TRY IT: In the listing below, pick out lines with "struct".

^^^^

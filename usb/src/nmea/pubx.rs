use crate::nmea::NmeaError;
use chrono::{NaiveDate, NaiveTime};
use log::debug;
use mic2_types::{GpsNavigationStatus, Hemisphere, Satellite};
use std::str::FromStr;

const POSITION_FIELDS: usize = 21;
const TIME_FIELDS: usize = 10;
const SATELLITE_HEADER: usize = 3;
const SATELLITE_FIELDS: usize = 6;

// Optional fields are allowed to be empty, anything unreadable is treated the same way.
fn optional<T: FromStr>(field: &'static str, value: &str) -> Option<T> {
    if value.is_empty() {
        return None;
    }
    let parsed = value.parse().ok();
    if parsed.is_none() {
        debug!("Ignoring invalid {}: {:?}", field, value);
    }
    parsed
}

fn required<T: FromStr>(field: &'static str, value: &str) -> Result<T, NmeaError> {
    value.parse().map_err(|_| NmeaError::InvalidField {
        field,
        value: value.to_string(),
    })
}

fn time(value: &str) -> Option<NaiveTime> {
    NaiveTime::parse_from_str(value, "%H%M%S%.f").ok()
}

// ddmm.mmmmm (or dddmm.mmmmm) with its hemisphere, as signed decimal degrees
fn coordinate(value: &str, hemisphere: &str) -> Option<f64> {
    let raw: f64 = optional("coordinate", value)?;
    let hemisphere: Hemisphere = optional("hemisphere", hemisphere)?;

    let degrees = (raw / 100.0).trunc();
    let decimal = degrees + (raw - degrees * 100.0) / 60.0;
    Some(if hemisphere.is_negative() {
        -decimal
    } else {
        decimal
    })
}

/// `$PUBX,00`: position, velocity and accuracy.
#[derive(Debug, Clone, Default, PartialEq)]
pub struct Pubx00 {
    pub time: Option<NaiveTime>,
    pub latitude: Option<f64>,
    pub longitude: Option<f64>,
    pub altitude: Option<f64>,
    pub nav_stat: Option<GpsNavigationStatus>,
    pub h_acc: Option<f64>,
    pub v_acc: Option<f64>,
    pub sog_kmh: Option<f64>,
    pub cog: Option<f64>,
    pub vvel: Option<f64>,
    pub age_c: Option<f64>,
    pub hdop: Option<f64>,
    pub vdop: Option<f64>,
    pub tdop: Option<f64>,
    pub num_svs: Option<u8>,
}

impl Pubx00 {
    pub(crate) fn from_fields(fields: &[&str]) -> Result<Self, NmeaError> {
        if fields.len() != POSITION_FIELDS {
            return Err(NmeaError::FieldCount {
                sentence: "PUBX,00",
                count: fields.len(),
            });
        }

        Ok(Self {
            time: time(fields[2]),
            latitude: coordinate(fields[3], fields[4]),
            longitude: coordinate(fields[5], fields[6]),
            altitude: optional("altRef", fields[7]),
            nav_stat: optional("navStat", fields[8]),
            h_acc: optional("hAcc", fields[9]),
            v_acc: optional("vAcc", fields[10]),
            sog_kmh: optional("SOG", fields[11]),
            cog: optional("COG", fields[12]),
            vvel: optional("vVel", fields[13]),
            age_c: optional("diffAge", fields[14]),
            hdop: optional("HDOP", fields[15]),
            vdop: optional("VDOP", fields[16]),
            tdop: optional("TDOP", fields[17]),
            num_svs: optional("numSvs", fields[18]),
        })
    }
}

/// `$PUBX,03`: every satellite the receiver knows about.
#[derive(Debug, Clone, Default, PartialEq)]
pub struct Pubx03 {
    pub satellites: Vec<Satellite>,
}

impl Pubx03 {
    pub(crate) fn from_fields(fields: &[&str]) -> Result<Self, NmeaError> {
        let count_error = || NmeaError::FieldCount {
            sentence: "PUBX,03",
            count: fields.len(),
        };

        let count: usize = fields
            .get(2)
            .ok_or_else(count_error)
            .and_then(|count| required("GT", count))?;
        let expected = count
            .checked_mul(SATELLITE_FIELDS)
            .and_then(|length| length.checked_add(SATELLITE_HEADER));
        if expected != Some(fields.len()) {
            return Err(count_error());
        }

        let satellites = fields[SATELLITE_HEADER..]
            .chunks_exact(SATELLITE_FIELDS)
            .map(|satellite| -> Result<Satellite, NmeaError> {
                Ok(Satellite::new(
                    required("prn", satellite[0])?,
                    satellite[1] == "U",
                    optional("azimuth", satellite[2]),
                    optional("elevation", satellite[3]),
                    optional("cno", satellite[4]),
                    required("lck", satellite[5])?,
                ))
            })
            .collect::<Result<Vec<_>, _>>()?;

        Ok(Self { satellites })
    }
}

/// `$PUBX,04`: UTC time and receiver clock.
#[derive(Debug, Clone, Default, PartialEq)]
pub struct Pubx04 {
    pub time: Option<NaiveTime>,
    pub date: Option<NaiveDate>,
    pub utc_tow: Option<f64>,
    pub utc_week: Option<u16>,
    pub leap_seconds: Option<u8>,
    /// Leap seconds are the firmware default, not yet received from the satellites
    pub leap_seconds_default: bool,
    pub clock_bias: Option<f64>,
    pub clock_drift: Option<f64>,
    pub timepulse_granularity: Option<f64>,
}

impl Pubx04 {
    pub(crate) fn from_fields(fields: &[&str]) -> Result<Self, NmeaError> {
        // Some firmware leaves a trailing empty field
        if fields.len() < TIME_FIELDS {
            return Err(NmeaError::FieldCount {
                sentence: "PUBX,04",
                count: fields.len(),
            });
        }

        let leap = fields[6];
        let leap_seconds_default = leap.ends_with('D');

        Ok(Self {
            time: time(fields[2]),
            date: NaiveDate::parse_from_str(fields[3], "%d%m%y").ok(),
            utc_tow: optional("utcTow", fields[4]),
            utc_week: optional("utcWk", fields[5]),
            leap_seconds: optional("leapSec", leap.trim_end_matches('D')),
            leap_seconds_default,
            clock_bias: optional("clkBias", fields[7]),
            clock_drift: optional("clkDrift", fields[8]),
            timepulse_granularity: optional("tpGran", fields[9]),
        })
    }
}
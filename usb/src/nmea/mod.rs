//! NMEA 0183 sentence handling, limited to the u-blox proprietary `PUBX` sentences the receiver
//! is configured to emit.
use chrono::Utc;
use log::debug;
use mic2_types::GPSInfo;

mod pubx;

pub use pubx::{Pubx00, Pubx03, Pubx04};

#[derive(thiserror::Error, Debug, Clone, PartialEq, Eq)]
pub enum NmeaError {
    #[error("Not a complete sentence: {0:?}")]
    Unframed(String),

    #[error("Checksum mismatch, expected {expected:02X}, received {received:02X}")]
    Checksum { expected: u8, received: u8 },

    #[error("Unsupported sentence: {0}")]
    Unsupported(String),

    #[error("{sentence} has an unexpected field count of {count}")]
    FieldCount { sentence: &'static str, count: usize },

    #[error("Invalid value for {field}: {value:?}")]
    InvalidField { field: &'static str, value: String },
}

#[derive(Debug, Clone, PartialEq)]
pub enum Sentence {
    Position(Pubx00),
    Satellites(Pubx03),
    Time(Pubx04),
}

/// XOR of every byte between the `$` and the `*`.
pub fn checksum(body: &str) -> u8 {
    body.bytes().fold(0, |checksum, byte| checksum ^ byte)
}

/// Decodes a single sentence, with or without its trailing CRLF.
pub fn decode(line: &str) -> Result<Sentence, NmeaError> {
    let line = line.trim_end_matches(['\r', '\n']);
    let unframed = || NmeaError::Unframed(line.to_string());

    let (body, received) = line
        .strip_prefix('$')
        .and_then(|rest| rest.rsplit_once('*'))
        .ok_or_else(unframed)?;
    if received.len() != 2 {
        return Err(unframed());
    }
    let received = u8::from_str_radix(received, 16).map_err(|_| unframed())?;

    let expected = checksum(body);
    if expected != received {
        return Err(NmeaError::Checksum { expected, received });
    }

    let fields: Vec<&str> = body.split(',').collect();
    match (fields[0], fields.get(1).copied()) {
        ("PUBX", Some("00")) => Ok(Sentence::Position(Pubx00::from_fields(&fields)?)),
        ("PUBX", Some("03")) => Ok(Sentence::Satellites(Pubx03::from_fields(&fields)?)),
        ("PUBX", Some("04")) => Ok(Sentence::Time(Pubx04::from_fields(&fields)?)),
        _ => Err(NmeaError::Unsupported(body.to_string())),
    }
}

// Fields the sentence left empty (or that didn't parse) keep their previous value.
fn merge<T>(target: &mut Option<T>, value: Option<T>) {
    if value.is_some() {
        *target = value;
    }
}

/// Folds a decoded sentence into the current fix.
pub fn apply(sentence: Sentence, info: &mut GPSInfo) {
    match sentence {
        Sentence::Position(position) => {
            if let Some(time) = position.time {
                let date = info
                    .current_time
                    .map(|current| current.date())
                    .unwrap_or_else(|| Utc::now().date_naive());
                info.current_time = Some(date.and_time(time));
            }
            merge(&mut info.latitude, position.latitude);
            merge(&mut info.longitude, position.longitude);
            merge(&mut info.altitude, position.altitude);
            merge(&mut info.nav_stat, position.nav_stat);
            merge(&mut info.h_acc, position.h_acc);
            merge(&mut info.v_acc, position.v_acc);
            merge(&mut info.sog_kmh, position.sog_kmh);
            merge(&mut info.cog, position.cog);
            merge(&mut info.vvel, position.vvel);
            merge(&mut info.age_c, position.age_c);
            merge(&mut info.hdop, position.hdop);
            merge(&mut info.vdop, position.vdop);
            merge(&mut info.tdop, position.tdop);
        }
        Sentence::Satellites(status) => {
            debug!("Receiver reports {} satellites", status.satellites.len());
            info.satellites = status.satellites;
        }
        Sentence::Time(time) => {
            if let (Some(date), Some(time)) = (time.date, time.time) {
                info.current_time = Some(date.and_time(time));
            }
            merge(&mut info.clock_bias, time.clock_bias);
            merge(&mut info.clock_drift, time.clock_drift);
            merge(&mut info.timepulse_granularity, time.timepulse_granularity);
        }
    }
}

#[cfg(test)]
pub(crate) fn frame(body: &str) -> String {
    format!("${}*{:02X}\r\n", body, checksum(body))
}
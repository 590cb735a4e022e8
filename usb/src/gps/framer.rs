use crate::ubx::{UbxError, UbxPacket, SYNC};
use log::debug;

/// Anything beyond this without a complete frame is garbage.
const MAX_BUFFERED: usize = 4096;

#[derive(Debug, Clone, PartialEq, Eq)]
pub enum Frame {
    Nmea(String),
    Ubx(UbxPacket),
}

/// Splits the receiver's byte stream into sentences and UBX frames, regardless of where the
/// transport's reads happened to break it.
#[derive(Debug, Default)]
pub struct GpsFramer {
    buffer: Vec<u8>,
}

impl GpsFramer {
    pub fn new() -> Self {
        Self::default()
    }

    pub fn push(&mut self, data: &[u8]) {
        self.buffer.extend_from_slice(data);
        if self.buffer.len() > MAX_BUFFERED {
            let excess = self.buffer.len() - MAX_BUFFERED;
            debug!("GPS buffer overflowed, dropping {} bytes", excess);
            self.buffer.drain(..excess);
        }
    }

    /// The next complete frame, or None if more data is needed.
    pub fn next_frame(&mut self) -> Option<Frame> {
        loop {
            // Skip to whatever looks like the start of a frame
            let start = self
                .buffer
                .iter()
                .position(|byte| *byte == b'$' || *byte == SYNC[0])?;
            if start > 0 {
                debug!("Discarding {} bytes of partial GPS data", start);
                self.buffer.drain(..start);
            }

            if self.buffer[0] == b'$' {
                let end = self.buffer.windows(2).position(|pair| pair == b"\r\n")?;
                let line: Vec<u8> = self.buffer.drain(..end + 2).collect();

                // A sentence restarting before the end means the earlier one was cut short
                let restart = line[1..].iter().rposition(|byte| *byte == b'$');
                let line = match restart {
                    Some(index) => &line[index + 1..],
                    None => &line[..],
                };

                match std::str::from_utf8(line) {
                    Ok(sentence) => return Some(Frame::Nmea(sentence.to_string())),
                    Err(_) => {
                        debug!("Discarding sentence that isn't valid UTF-8");
                        continue;
                    }
                }
            }

            match UbxPacket::from_bytes(&self.buffer) {
                Ok((packet, length)) => {
                    self.buffer.drain(..length);
                    return Some(Frame::Ubx(packet));
                }
                Err(UbxError::Incomplete) if self.buffer.len() < 2 || self.buffer[1] == SYNC[1] => {
                    return None;
                }
                Err(error) => {
                    debug!("Discarding UBX data: {}", error);
                    self.buffer.drain(..1);
                }
            }
        }
    }
}
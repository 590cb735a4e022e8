use crate::FieldUnavailable;
use chrono::NaiveDateTime;
#[cfg(feature = "serde")]
use serde::{Deserialize, Serialize};
use std::fmt::Formatter;
use strum::{Display, EnumIter, EnumString};

/// Decimal places kept on the seconds component of a [GPSDMS].
///
/// The receiver reports positions as `ddmm.mmmmm`, so a resolution of 1e-5 minutes, which is
/// 6e-4 seconds. Four places keeps everything the receiver gave us.
pub const SECONDS_PRECISION: u32 = 4;

/// A coordinate component split into Degrees, Minutes and Seconds.
///
/// This carries no sign, the direction lives in the accompanying [Hemisphere].
#[derive(Clone, Copy, Default, PartialEq)]
#[cfg_attr(feature = "serde", derive(Serialize, Deserialize))]
pub struct GPSDMS {
    pub degrees: u16,
    pub minutes: u8,
    pub seconds: f64,
}

fn round_to(value: f64, places: u32) -> f64 {
    let multiplier = 10_f64.powi(places as i32);
    (value * multiplier).round() / multiplier
}

impl GPSDMS {
    pub fn new(degrees: u16, minutes: u8, seconds: f64) -> Self {
        Self {
            degrees,
            minutes,
            seconds,
        }
    }

    /// Converts decimal degrees, rounding seconds to [SECONDS_PRECISION] places.
    pub fn from_decimal(decimal_degrees: f64) -> Self {
        Self::from_decimal_with_precision(decimal_degrees, SECONDS_PRECISION)
    }

    pub fn from_decimal_with_precision(decimal_degrees: f64, places: u32) -> Self {
        let value = decimal_degrees.abs();
        let mut degrees = value.trunc();
        let total_minutes = (value - degrees) * 60.0;
        let mut minutes = total_minutes.trunc();
        let mut seconds = round_to((total_minutes - minutes) * 60.0, places);

        // Rounding can push us onto the next minute (or degree)
        if seconds >= 60.0 {
            seconds -= 60.0;
            minutes += 1.0;
        }
        if minutes >= 60.0 {
            minutes -= 60.0;
            degrees += 1.0;
        }

        Self {
            degrees: degrees as u16,
            minutes: minutes as u8,
            seconds,
        }
    }

    /// Unsigned decimal degrees.
    pub fn to_decimal(&self) -> f64 {
        f64::from(self.degrees) + f64::from(self.minutes) / 60.0 + self.seconds / 3600.0
    }
}

impl std::fmt::Display for GPSDMS {
    fn fmt(&self, f: &mut Formatter<'_>) -> std::fmt::Result {
        write!(f, "{}° {}' {}\"", self.degrees, self.minutes, self.seconds)
    }
}

impl std::fmt::Debug for GPSDMS {
    fn fmt(&self, f: &mut Formatter<'_>) -> std::fmt::Result {
        write!(f, "{}° {}' {}\"", self.degrees, self.minutes, self.seconds)
    }
}

#[derive(Copy, Clone, Debug, Display, EnumString, PartialEq, Eq)]
#[cfg_attr(feature = "serde", derive(Serialize, Deserialize))]
pub enum Hemisphere {
    #[strum(serialize = "N")]
    North,
    #[strum(serialize = "S")]
    South,
    #[strum(serialize = "E")]
    East,
    #[strum(serialize = "W")]
    West,
}

impl Hemisphere {
    pub fn of_latitude(latitude: f64) -> Self {
        if latitude.is_sign_negative() {
            Hemisphere::South
        } else {
            Hemisphere::North
        }
    }

    pub fn of_longitude(longitude: f64) -> Self {
        if longitude.is_sign_negative() {
            Hemisphere::West
        } else {
            Hemisphere::East
        }
    }

    pub fn is_negative(&self) -> bool {
        matches!(self, Hemisphere::South | Hemisphere::West)
    }
}

/// Navigation status as reported by the receiver's position sentence.
#[derive(Copy, Clone, Debug, Display, EnumString, EnumIter, PartialEq, Eq)]
#[cfg_attr(feature = "serde", derive(Serialize, Deserialize))]
pub enum GpsNavigationStatus {
    #[strum(serialize = "NF")]
    NoFix,
    #[strum(serialize = "DR")]
    DeadReckoningOnly,
    #[strum(serialize = "G2")]
    StandAlone2D,
    #[strum(serialize = "G3")]
    StandAlone3D,
    #[strum(serialize = "D2")]
    Differential2D,
    #[strum(serialize = "D3")]
    Differential3D,
    #[strum(serialize = "RK")]
    CombinedGpsDeadReckoning,
    #[strum(serialize = "TT")]
    TimeOnly,
}

impl GpsNavigationStatus {
    pub fn has_fix(&self) -> bool {
        *self != GpsNavigationStatus::NoFix
    }
}

/// A single satellite from the receiver's status report.
///
/// Azimuth, elevation and SNR are only present while the receiver is tracking the satellite,
/// reading one that wasn't reported is an error rather than a zero.
#[derive(Clone, Copy, Debug, Default, PartialEq, Eq)]
#[cfg_attr(feature = "serde", derive(Serialize, Deserialize))]
pub struct Satellite {
    prn: u16,
    used: bool,
    azimuth: Option<u16>,
    elevation: Option<u16>,
    snr: Option<u8>,
    lock_time: u8,
}

pub type GPSSatInfo = Satellite;

impl Satellite {
    pub fn new(
        prn: u16,
        used: bool,
        azimuth: Option<u16>,
        elevation: Option<u16>,
        snr: Option<u8>,
        lock_time: u8,
    ) -> Self {
        Self {
            prn,
            used,
            azimuth,
            elevation,
            snr,
            lock_time,
        }
    }

    pub fn prn(&self) -> u16 {
        self.prn
    }

    pub fn is_used(&self) -> bool {
        self.used
    }

    /// Carrier lock time in seconds, saturating at 64.
    pub fn lock_time(&self) -> u8 {
        self.lock_time
    }

    pub fn azimuth(&self) -> Result<u16, FieldUnavailable> {
        self.azimuth.ok_or(FieldUnavailable { field: "azimuth" })
    }

    pub fn elevation(&self) -> Result<u16, FieldUnavailable> {
        self.elevation
            .ok_or(FieldUnavailable { field: "elevation" })
    }

    pub fn snr(&self) -> Result<u8, FieldUnavailable> {
        self.snr.ok_or(FieldUnavailable { field: "snr" })
    }
}

impl std::fmt::Display for Satellite {
    fn fmt(&self, f: &mut Formatter<'_>) -> std::fmt::Result {
        write!(
            f,
            "prn: {}, used: {}, azimuth: {:?}, elevation: {:?}, snr: {:?}, lock_time: {}",
            self.prn, self.used, self.azimuth, self.elevation, self.snr, self.lock_time
        )
    }
}

/// The receiver's current best estimate of position, velocity and time.
///
/// Every field is optional, a field only becomes `Some` once the receiver has reported it, and
/// keeps its last good value if a later report for it was unreadable.
#[derive(Clone, Debug, Default, PartialEq)]
#[cfg_attr(feature = "serde", derive(Serialize, Deserialize))]
pub struct GPSInfo {
    /// UTC
    pub current_time: Option<NaiveDateTime>,
    /// Signed decimal degrees, negative is South
    pub latitude: Option<f64>,
    /// Signed decimal degrees, negative is West
    pub longitude: Option<f64>,
    /// Altitude above the user datum ellipsoid (m)
    pub altitude: Option<f64>,
    pub nav_stat: Option<GpsNavigationStatus>,
    /// Horizontal accuracy estimate (m)
    pub h_acc: Option<f64>,
    /// Vertical accuracy estimate (m)
    pub v_acc: Option<f64>,
    /// Speed over ground (km/h)
    pub sog_kmh: Option<f64>,
    /// Course over ground (degrees)
    pub cog: Option<f64>,
    /// Vertical velocity, positive is downward (m/s)
    pub vvel: Option<f64>,
    /// Age of the most recent DGPS corrections (s)
    pub age_c: Option<f64>,
    pub hdop: Option<f64>,
    pub vdop: Option<f64>,
    pub tdop: Option<f64>,
    /// In receiver report order
    pub satellites: Vec<Satellite>,
    /// Receiver clock bias (ns)
    pub clock_bias: Option<f64>,
    /// Receiver clock drift (ns/s)
    pub clock_drift: Option<f64>,
    /// Quantization error of the timepulse pin (ns)
    pub timepulse_granularity: Option<f64>,
}

impl GPSInfo {
    pub fn satellites(&self) -> &[Satellite] {
        &self.satellites
    }

    pub fn satellites_used(&self) -> usize {
        self.satellites.iter().filter(|s| s.is_used()).count()
    }

    pub fn has_fix(&self) -> bool {
        self.nav_stat.is_some_and(|status| status.has_fix())
    }

    pub fn latitude_dms(&self) -> Option<(GPSDMS, Hemisphere)> {
        self.latitude
            .map(|value| (GPSDMS::from_decimal(value), Hemisphere::of_latitude(value)))
    }

    pub fn longitude_dms(&self) -> Option<(GPSDMS, Hemisphere)> {
        self.longitude
            .map(|value| (GPSDMS::from_decimal(value), Hemisphere::of_longitude(value)))
    }
}
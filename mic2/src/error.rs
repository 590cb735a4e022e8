#[cfg(feature = "audio")]
use mic2_audio::CaptureError;
use mic2_usb::error::{DeviceError, TransportError};

#[derive(thiserror::Error, Debug)]
pub enum Error {
    #[error(transparent)]
    Device(#[from] DeviceError),

    #[cfg(feature = "audio")]
    #[error(transparent)]
    Capture(#[from] CaptureError),

    #[error(transparent)]
    Transport(#[from] TransportError),
}

pub type Result<T> = std::result::Result<T, Error>;
use mic2_usb::error::TransportError;

pub mod capture;
pub mod encoder;

pub use capture::{AudioCapture, CaptureOptions, CaptureState, SUPPORTED_SAMPLE_RATES};
pub use encoder::AudioFormat;

#[derive(thiserror::Error, Debug)]
pub enum CaptureError {
    #[error("Audio is already being captured")]
    AlreadyCapturing,

    #[error("Audio is not being captured")]
    NotCapturing,

    #[error("No captured audio is waiting to be saved")]
    NoBufferedAudio,

    #[error("Sample rate of {0}Hz is not supported")]
    UnsupportedRate(u32),

    #[error("Unable to write audio: {0}")]
    Io(#[from] std::io::Error),

    #[error("Unable to encode audio: {0}")]
    Encode(String),

    #[error(transparent)]
    Transport(#[from] TransportError),
}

^^^^

EXERCISE ANSWER:
pub struct Pubx00 {
pub struct Pubx03 {
pub struct Pubx04 {
pub struct GpsFramer {
pub struct GPSDMS {
pub struct Satellite {
pub struct GPSInfo {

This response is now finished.